PROVIDED DATA:
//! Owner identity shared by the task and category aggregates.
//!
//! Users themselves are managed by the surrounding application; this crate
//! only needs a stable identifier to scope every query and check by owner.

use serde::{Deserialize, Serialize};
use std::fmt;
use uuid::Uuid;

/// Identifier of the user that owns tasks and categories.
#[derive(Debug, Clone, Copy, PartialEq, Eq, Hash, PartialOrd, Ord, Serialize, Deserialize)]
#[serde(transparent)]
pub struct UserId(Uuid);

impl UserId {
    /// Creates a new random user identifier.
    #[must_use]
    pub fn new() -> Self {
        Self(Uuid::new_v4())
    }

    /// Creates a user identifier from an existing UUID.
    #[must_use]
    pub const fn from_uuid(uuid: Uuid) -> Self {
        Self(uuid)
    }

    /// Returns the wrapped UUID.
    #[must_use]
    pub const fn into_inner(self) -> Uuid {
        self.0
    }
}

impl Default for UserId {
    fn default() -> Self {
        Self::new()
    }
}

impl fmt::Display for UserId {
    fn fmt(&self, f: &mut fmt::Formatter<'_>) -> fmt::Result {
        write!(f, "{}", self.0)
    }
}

---

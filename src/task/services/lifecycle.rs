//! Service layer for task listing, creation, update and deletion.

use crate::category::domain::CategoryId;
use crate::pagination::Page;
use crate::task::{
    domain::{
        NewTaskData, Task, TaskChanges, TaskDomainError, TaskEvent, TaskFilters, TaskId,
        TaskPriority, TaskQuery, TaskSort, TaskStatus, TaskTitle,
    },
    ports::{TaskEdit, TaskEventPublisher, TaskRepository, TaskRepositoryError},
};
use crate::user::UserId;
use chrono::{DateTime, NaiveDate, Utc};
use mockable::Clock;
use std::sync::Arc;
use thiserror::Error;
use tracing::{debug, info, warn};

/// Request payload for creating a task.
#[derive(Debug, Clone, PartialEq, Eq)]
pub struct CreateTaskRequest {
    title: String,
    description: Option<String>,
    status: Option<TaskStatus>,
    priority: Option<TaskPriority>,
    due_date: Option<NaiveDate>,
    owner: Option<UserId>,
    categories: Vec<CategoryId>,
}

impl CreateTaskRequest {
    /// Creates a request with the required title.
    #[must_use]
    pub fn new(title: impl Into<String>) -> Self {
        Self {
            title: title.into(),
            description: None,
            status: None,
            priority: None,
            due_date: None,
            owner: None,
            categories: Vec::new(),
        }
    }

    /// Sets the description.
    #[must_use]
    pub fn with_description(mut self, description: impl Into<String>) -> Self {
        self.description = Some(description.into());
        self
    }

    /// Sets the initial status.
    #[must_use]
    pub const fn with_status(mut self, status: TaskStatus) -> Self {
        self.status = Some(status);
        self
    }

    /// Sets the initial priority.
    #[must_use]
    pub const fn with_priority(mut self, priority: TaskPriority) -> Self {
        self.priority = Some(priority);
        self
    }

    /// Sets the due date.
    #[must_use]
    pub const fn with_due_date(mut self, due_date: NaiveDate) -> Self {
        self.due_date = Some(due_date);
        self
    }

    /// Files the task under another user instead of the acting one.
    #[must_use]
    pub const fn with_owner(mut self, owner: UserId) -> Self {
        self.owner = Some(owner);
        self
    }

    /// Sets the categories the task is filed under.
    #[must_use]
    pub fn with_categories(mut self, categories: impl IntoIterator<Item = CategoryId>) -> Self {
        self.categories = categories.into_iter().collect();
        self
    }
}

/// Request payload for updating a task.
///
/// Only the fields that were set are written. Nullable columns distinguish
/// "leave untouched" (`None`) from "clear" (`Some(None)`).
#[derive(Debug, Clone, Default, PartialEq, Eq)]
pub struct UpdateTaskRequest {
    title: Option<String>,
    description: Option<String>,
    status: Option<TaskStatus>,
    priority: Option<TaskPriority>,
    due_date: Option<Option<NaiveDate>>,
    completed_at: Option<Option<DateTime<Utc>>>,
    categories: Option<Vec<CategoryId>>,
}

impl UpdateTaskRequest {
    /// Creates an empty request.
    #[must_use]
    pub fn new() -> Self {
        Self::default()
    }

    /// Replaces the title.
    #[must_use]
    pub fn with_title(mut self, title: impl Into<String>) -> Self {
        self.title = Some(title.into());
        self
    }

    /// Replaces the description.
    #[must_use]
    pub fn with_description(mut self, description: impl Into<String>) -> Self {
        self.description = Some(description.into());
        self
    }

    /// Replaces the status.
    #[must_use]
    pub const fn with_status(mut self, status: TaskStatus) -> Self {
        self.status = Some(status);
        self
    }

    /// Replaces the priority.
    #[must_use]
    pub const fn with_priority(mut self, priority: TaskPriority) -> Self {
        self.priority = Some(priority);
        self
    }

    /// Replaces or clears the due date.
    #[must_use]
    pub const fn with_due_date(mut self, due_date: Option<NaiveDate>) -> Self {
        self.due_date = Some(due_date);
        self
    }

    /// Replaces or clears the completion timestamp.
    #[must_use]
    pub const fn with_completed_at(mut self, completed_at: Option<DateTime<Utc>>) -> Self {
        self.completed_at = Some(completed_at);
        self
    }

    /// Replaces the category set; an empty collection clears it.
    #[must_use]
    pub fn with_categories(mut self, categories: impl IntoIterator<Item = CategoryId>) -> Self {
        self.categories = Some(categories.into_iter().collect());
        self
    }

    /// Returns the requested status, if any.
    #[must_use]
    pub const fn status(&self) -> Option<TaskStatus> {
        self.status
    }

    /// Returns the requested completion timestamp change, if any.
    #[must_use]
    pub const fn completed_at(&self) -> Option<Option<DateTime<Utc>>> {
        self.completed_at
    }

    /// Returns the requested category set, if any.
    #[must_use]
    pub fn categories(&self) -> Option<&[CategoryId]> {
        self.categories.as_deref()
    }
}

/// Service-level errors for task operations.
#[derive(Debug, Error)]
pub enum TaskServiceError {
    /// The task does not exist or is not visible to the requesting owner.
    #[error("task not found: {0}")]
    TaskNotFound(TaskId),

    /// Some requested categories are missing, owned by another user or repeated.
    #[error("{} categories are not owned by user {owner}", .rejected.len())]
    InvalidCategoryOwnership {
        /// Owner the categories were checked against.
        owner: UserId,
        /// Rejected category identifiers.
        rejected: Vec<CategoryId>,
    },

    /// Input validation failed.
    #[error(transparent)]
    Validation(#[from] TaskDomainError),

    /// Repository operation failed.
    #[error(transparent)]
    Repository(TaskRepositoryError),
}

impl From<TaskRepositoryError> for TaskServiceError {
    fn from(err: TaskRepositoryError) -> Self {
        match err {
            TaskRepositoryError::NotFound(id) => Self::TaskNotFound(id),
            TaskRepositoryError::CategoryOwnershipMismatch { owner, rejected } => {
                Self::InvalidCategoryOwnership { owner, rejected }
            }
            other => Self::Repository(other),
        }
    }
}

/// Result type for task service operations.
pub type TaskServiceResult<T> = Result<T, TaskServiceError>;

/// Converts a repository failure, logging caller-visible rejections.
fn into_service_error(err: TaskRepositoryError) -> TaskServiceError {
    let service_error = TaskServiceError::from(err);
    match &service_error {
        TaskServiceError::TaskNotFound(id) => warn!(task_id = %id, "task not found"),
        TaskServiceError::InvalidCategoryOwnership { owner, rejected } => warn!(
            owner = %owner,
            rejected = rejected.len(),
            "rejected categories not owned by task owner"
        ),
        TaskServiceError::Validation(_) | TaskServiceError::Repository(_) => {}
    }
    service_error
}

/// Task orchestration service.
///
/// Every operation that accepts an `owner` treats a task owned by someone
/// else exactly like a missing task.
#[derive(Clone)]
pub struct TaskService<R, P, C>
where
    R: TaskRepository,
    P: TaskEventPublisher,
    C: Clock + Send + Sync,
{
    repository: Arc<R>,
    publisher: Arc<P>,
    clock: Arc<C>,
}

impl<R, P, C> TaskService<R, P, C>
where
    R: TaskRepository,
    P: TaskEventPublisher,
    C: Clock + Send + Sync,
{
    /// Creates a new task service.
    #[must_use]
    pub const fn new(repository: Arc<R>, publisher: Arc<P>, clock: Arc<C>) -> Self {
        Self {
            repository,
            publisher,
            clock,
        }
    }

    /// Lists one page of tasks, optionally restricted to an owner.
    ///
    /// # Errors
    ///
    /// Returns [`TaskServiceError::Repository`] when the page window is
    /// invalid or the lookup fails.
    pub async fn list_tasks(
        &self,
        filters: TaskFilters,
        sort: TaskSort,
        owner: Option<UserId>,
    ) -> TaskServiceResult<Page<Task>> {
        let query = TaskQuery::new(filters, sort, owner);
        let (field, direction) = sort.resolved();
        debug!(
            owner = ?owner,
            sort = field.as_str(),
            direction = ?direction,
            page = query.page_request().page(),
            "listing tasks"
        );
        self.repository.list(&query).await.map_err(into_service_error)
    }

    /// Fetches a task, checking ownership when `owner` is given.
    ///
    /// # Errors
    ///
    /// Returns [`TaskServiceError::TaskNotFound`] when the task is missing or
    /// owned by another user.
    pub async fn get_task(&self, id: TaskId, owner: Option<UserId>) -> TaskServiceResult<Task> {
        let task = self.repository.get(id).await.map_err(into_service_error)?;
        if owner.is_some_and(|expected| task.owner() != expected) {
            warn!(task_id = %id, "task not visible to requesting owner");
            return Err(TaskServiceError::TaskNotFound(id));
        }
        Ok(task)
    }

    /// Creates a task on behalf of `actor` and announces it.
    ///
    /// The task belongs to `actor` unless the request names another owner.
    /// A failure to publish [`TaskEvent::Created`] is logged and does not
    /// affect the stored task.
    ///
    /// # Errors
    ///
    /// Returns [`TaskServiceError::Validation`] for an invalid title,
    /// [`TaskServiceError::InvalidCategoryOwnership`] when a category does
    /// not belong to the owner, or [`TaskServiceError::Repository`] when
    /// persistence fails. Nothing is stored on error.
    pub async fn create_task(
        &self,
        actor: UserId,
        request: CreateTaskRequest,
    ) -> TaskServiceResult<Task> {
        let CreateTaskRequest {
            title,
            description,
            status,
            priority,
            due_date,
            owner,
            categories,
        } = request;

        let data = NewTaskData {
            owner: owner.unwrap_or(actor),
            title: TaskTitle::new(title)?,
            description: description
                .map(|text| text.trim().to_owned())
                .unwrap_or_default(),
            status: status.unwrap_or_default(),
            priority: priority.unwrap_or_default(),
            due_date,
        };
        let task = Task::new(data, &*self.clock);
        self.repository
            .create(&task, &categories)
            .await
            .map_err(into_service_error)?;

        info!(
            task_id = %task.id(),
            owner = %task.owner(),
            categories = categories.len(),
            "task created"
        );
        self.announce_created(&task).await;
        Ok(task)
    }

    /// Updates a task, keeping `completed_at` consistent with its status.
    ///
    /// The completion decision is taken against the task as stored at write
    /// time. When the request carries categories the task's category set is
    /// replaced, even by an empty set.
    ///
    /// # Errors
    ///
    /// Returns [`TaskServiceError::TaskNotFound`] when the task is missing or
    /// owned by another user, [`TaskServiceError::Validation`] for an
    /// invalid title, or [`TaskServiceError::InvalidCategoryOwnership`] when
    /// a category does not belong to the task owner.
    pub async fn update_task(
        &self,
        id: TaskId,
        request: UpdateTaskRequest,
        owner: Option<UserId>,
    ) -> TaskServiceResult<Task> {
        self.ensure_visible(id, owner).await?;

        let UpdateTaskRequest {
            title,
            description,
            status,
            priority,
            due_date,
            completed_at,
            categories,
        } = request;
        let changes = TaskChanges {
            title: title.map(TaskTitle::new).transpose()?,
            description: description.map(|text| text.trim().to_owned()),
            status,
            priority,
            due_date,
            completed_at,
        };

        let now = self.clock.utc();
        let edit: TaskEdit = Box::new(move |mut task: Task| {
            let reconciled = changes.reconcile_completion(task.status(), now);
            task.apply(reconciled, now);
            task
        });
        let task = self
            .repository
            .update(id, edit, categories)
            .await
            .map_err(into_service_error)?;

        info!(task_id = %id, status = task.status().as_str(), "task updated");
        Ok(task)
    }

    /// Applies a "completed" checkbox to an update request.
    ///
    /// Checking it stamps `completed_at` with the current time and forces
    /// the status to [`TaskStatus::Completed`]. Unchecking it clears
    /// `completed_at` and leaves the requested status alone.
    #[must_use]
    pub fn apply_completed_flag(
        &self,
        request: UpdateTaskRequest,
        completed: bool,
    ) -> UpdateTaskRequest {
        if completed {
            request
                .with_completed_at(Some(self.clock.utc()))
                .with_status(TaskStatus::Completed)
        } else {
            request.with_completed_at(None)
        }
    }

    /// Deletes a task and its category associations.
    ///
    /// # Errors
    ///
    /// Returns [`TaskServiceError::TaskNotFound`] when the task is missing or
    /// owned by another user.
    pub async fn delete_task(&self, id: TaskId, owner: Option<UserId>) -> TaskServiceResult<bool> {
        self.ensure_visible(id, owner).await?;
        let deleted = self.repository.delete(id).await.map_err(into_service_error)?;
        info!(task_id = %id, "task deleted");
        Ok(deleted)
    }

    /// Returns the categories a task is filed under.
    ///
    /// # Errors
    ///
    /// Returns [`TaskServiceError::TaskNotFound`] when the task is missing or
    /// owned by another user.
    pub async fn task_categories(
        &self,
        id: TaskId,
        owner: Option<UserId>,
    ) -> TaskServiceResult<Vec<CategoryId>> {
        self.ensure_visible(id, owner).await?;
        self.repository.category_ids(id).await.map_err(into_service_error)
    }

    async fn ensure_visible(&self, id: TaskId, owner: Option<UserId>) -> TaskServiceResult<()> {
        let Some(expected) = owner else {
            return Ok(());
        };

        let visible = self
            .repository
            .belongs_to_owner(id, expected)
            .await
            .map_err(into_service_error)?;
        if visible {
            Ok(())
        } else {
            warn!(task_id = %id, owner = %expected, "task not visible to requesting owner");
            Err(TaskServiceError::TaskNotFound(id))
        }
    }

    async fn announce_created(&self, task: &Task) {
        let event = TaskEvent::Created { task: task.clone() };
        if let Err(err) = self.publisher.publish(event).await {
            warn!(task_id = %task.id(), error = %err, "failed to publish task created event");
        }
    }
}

WORK ORDER:
From the listing above, repeat exactly the lines starting at the line that includes "and category aggregates." and ending at the line that includes "use uuid::Uuid;", with nothing outside that span.

SOLUTION TO THE EXERCISE:
//! Owner identity shared by the task and category aggregates.
//!
//! Users themselves are managed by the surrounding application; this crate
//! only needs a stable identifier to scope every query and check by owner.

use serde::{Deserialize, Serialize};
use std::fmt;
use uuid::Uuid;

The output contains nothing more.